A partir de estos cambios, los pasajeros internacionales son sometidos de manera sistemática a procesos de identificación biométrica que incluyen fotografías y escaneos faciales durante los controles migratorios. Estas imágenes se contrastan con bases de datos oficiales existentes y, de acuerdo con información difundida por autoridades estadounidenses, pueden ser conservadas por el gobierno federal durante extensos períodos.
El alcance de la normativa también se amplió en cuanto al tipo de información que puede ser requerida. En situaciones específicas, los agentes fronterizos cuentan ahora con mayores atribuciones para solicitar datos biométricos adicionales a ciudadanos no estadounidenses, como huellas dactilares u otro tipo de información genética, especialmente en el marco de procesos migratorios abiertos.
Otro cambio relevante es la eliminación de los límites etarios para la recolección de datos. Mientras que anteriormente ciertos grupos, como menores y adultos mayores, quedaban excluidos de estos procedimientos, el nuevo esquema habilita la aplicación de controles biométricos a viajeros de cualquier edad.
Desde el Departamento de Seguridad Nacional (DHS) indicaron que el objetivo de la medida es mejorar la eficacia en la aplicación de las leyes migratorias y reducir prácticas consideradas irregulares. Según la postura oficial, el uso ampliado de estas tecnologías permitiría mayor consistencia operativa y un control más preciso de los flujos migratorios.

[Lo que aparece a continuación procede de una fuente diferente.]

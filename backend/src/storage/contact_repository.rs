use anyhow::Result;
use async_trait::async_trait;
use sqlx::Row;

use crate::domain::models::ContactMessage;
use crate::storage::{db::DbConnection, traits::ContactStorage};

/// SQLite-backed store for contact-form submissions.
#[derive(Clone)]
pub struct ContactRepository {
    db: DbConnection,
}

impl ContactRepository {
    pub fn new(db: DbConnection) -> Self {
        Self { db }
    }
}

#[async_trait]
impl ContactStorage for ContactRepository {
    async fn store_message(&self, message: &ContactMessage) -> Result<()> {
        sqlx::query(
            r#"
            INSERT INTO contact_messages (id, name, email, phone, reason, message, created_at)
            VALUES (?, ?, ?, ?, ?, ?, ?)
            "#,
        )
        .bind(&message.id)
        .bind(&message.name)
        .bind(&message.email)
        .bind(&message.phone)
        .bind(&message.reason)
        .bind(&message.message)
        .bind(&message.created_at)
        .execute(self.db.pool())
        .await?;
        Ok(())
    }

    async fn list_messages(&self, limit: Option<u32>) -> Result<Vec<ContactMessage>> {
        let limit = limit.unwrap_or(100);
        let rows = sqlx::query(
            "SELECT * FROM contact_messages ORDER BY created_at DESC LIMIT ?",
        )
        .bind(limit as i64)
        .fetch_all(self.db.pool())
        .await?;

        Ok(rows
            .iter()
            .map(|row| ContactMessage {
                id: row.get("id"),
                name: row.get("name"),
                email: row.get("email"),
                phone: row.get("phone"),
                reason: row.get("reason"),
                message: row.get("message"),
                created_at: row.get("created_at"),
            })
            .collect())
    }
}

#[cfg(test)]
mod tests {
    use super::*;

    #[tokio::test]
    async fn test_store_and_list_messages() {
        let db = DbConnection::init_test().await.expect("Failed to create test database");
        let repo = ContactRepository::new(db);

        let message = ContactMessage {
            id: "m1".to_string(),
            name: "Amina".to_string(),
            email: "amina@example.com".to_string(),
            phone: None,
            reason: "Commande".to_string(),
            message: "Livrez-vous à Rabat ?".to_string(),
            created_at: "2025-01-10T08:00:00Z".to_string(),
        };
        repo.store_message(&message).await.expect("Failed to store message");

        let messages = repo.list_messages(None).await.unwrap();
        assert_eq!(messages, vec![message]);
    }
}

La iniciativa, sin embargo, reavivó cuestionamientos por parte de organizaciones de derechos civiles y expertos en privacidad. Distintos informes han advertido sobre posibles sesgos en los sistemas de reconocimiento facial, particularmente en la identificación de personas pertenecientes a minorías étnicas, así como sobre el alcance del almacenamiento prolongado de datos personales.
La ampliación de los controles biométricos se da en un contexto más amplio de endurecimiento de las políticas de viajes hacia Estados Unidos. En las últimas semanas, el gobierno anunció un incremento en el costo del ESTA, la autorización electrónica requerida para ciudadanos de países incluidos en el programa de exención de visa, y sumó nuevos países a restricciones de viaje vigentes desde comienzos de 2026.
En paralelo, las autoridades evalúan nuevas exigencias de verificación previa al viaje. Entre ellas, una propuesta de la U.S. Customs and Border Protection (CBP) que contempla una ampliación de la información personal requerida a los solicitantes del ESTA, incluyendo antecedentes en redes sociales y datos de contacto, como parte de una estrategia orientada a reforzar los controles de seguridad antes del arribo al país.